## RECORDS FOR THIS EXERCISE
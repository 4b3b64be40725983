//! In-memory language documents.
//!
//! A document is a tree of [`Node`]s: leaves hold translated strings, branches
//! hold ordered child maps keyed by path segment. Keys keep insertion order so
//! serialized output follows the order rows were read.

use std::collections::HashMap;

use serde_json::{Map, Value};

/// One node of a language document.
#[derive(Debug, Clone, PartialEq, Eq)]
pub enum Node {
    Leaf(String),
    Branch(Branch),
}

impl Node {
    pub fn as_leaf(&self) -> Option<&str> {
        match self {
            Node::Leaf(value) => Some(value),
            Node::Branch(_) => None,
        }
    }

    /// Converts the subtree into a JSON value, keeping key order.
    pub fn to_value(&self) -> Value {
        match self {
            Node::Leaf(value) => Value::String(value.clone()),
            Node::Branch(branch) => branch.to_value(),
        }
    }
}

/// An ordered map from segment name to child node.
#[derive(Debug, Clone, Default)]
pub struct Branch {
    entries: Vec<(String, Node)>,
    index: HashMap<String, usize>,
}

impl PartialEq for Branch {
    fn eq(&self, other: &Self) -> bool {
        self.entries == other.entries
    }
}

impl Eq for Branch {}

impl Branch {
    pub fn new() -> Self {
        Self::default()
    }

    pub fn is_empty(&self) -> bool {
        self.entries.is_empty()
    }

    pub fn get(&self, key: &str) -> Option<&Node> {
        self.index.get(key).map(|&i| &self.entries[i].1)
    }

    /// Children in insertion order.
    pub fn iter(&self) -> impl Iterator<Item = (&str, &Node)> {
        self.entries.iter().map(|(key, node)| (key.as_str(), node))
    }

    /// Sets `key` to `node`, returning the node it replaced.
    ///
    /// A replaced key keeps its original position.
    pub fn insert(&mut self, key: impl Into<String>, node: Node) -> Option<Node> {
        let key = key.into();
        match self.index.get(&key).copied() {
            Some(i) => Some(std::mem::replace(&mut self.entries[i].1, node)),
            None => {
                self.index.insert(key.clone(), self.entries.len());
                self.entries.push((key, node));
                None
            }
        }
    }

    /// Returns the child branch under `key`, creating it if needed.
    ///
    /// When `key` currently holds a leaf, the leaf is replaced by an empty
    /// branch and the second tuple element is `true`.
    pub fn descend(&mut self, key: &str) -> (&mut Branch, bool) {
        let i = match self.index.get(key).copied() {
            Some(i) => i,
            None => {
                self.index.insert(key.to_string(), self.entries.len());
                self.entries
                    .push((key.to_string(), Node::Branch(Branch::new())));
                self.entries.len() - 1
            }
        };

        let slot = &mut self.entries[i].1;
        let replaced_leaf = matches!(slot, Node::Leaf(_));
        if replaced_leaf {
            *slot = Node::Branch(Branch::new());
        }
        match slot {
            Node::Branch(branch) => (branch, replaced_leaf),
            Node::Leaf(_) => unreachable!("slot holds a branch after replacement"),
        }
    }

    pub fn to_value(&self) -> Value {
        let map: Map<String, Value> = self
            .entries
            .iter()
            .map(|(key, node)| (key.clone(), node.to_value()))
            .collect();
        Value::Object(map)
    }
}

/// The nested translations of a single language.
#[derive(Debug, Clone, PartialEq, Eq)]
pub struct LanguageDocument {
    pub language: String,
    pub root: Branch,
}

impl LanguageDocument {
    pub fn new(language: impl Into<String>) -> Self {
        Self {
            language: language.into(),
            root: Branch::new(),
        }
    }

    /// File name the document is persisted under, e.g. `en.json`.
    pub fn file_name(&self) -> String {
        format!("{}.json", self.language)
    }

    pub fn to_value(&self) -> Value {
        self.root.to_value()
    }
}

#[cfg(test)]
mod tests {
    use super::*;
    use serde_json::json;

    #[test]
    fn test_insert_keeps_position_on_replace() {
        let mut branch = Branch::new();
        branch.insert("b", Node::Leaf("1".into()));
        branch.insert("a", Node::Leaf("2".into()));
        let old = branch.insert("b", Node::Leaf("3".into()));

        assert_eq!(old, Some(Node::Leaf("1".into())));
        let keys: Vec<&str> = branch.iter().map(|(k, _)| k).collect();
        assert_eq!(keys, vec!["b", "a"]);
        assert_eq!(branch.get("b").and_then(Node::as_leaf), Some("3"));
    }

    #[test]
    fn test_descend_replaces_leaf() {
        let mut branch = Branch::new();
        branch.insert("a", Node::Leaf("x".into()));

        let (child, replaced) = branch.descend("a");
        assert!(replaced);
        assert!(child.is_empty());

        let (_, replaced_again) = branch.descend("a");
        assert!(!replaced_again);
    }

    #[test]
    fn test_to_value_preserves_order() {
        let mut doc = LanguageDocument::new("en");
        doc.root.insert("zeta", Node::Leaf("Z".into()));
        let (common, _) = doc.root.descend("common");
        common.insert("loading", Node::Leaf("Loading...".into()));

        let value = doc.to_value();
        assert_eq!(value, json!({"zeta": "Z", "common": {"loading": "Loading..."}}));
        let rendered = serde_json::to_string(&value).unwrap();
        assert_eq!(rendered, r#"{"zeta":"Z","common":{"loading":"Loading..."}}"#);
        assert_eq!(doc.file_name(), "en.json");
    }
}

## EXERCISE DESCRIPTION
Note how many lines of the listing above include the word "push", and respond with that number only.

## EXERCISE RESPONSE
2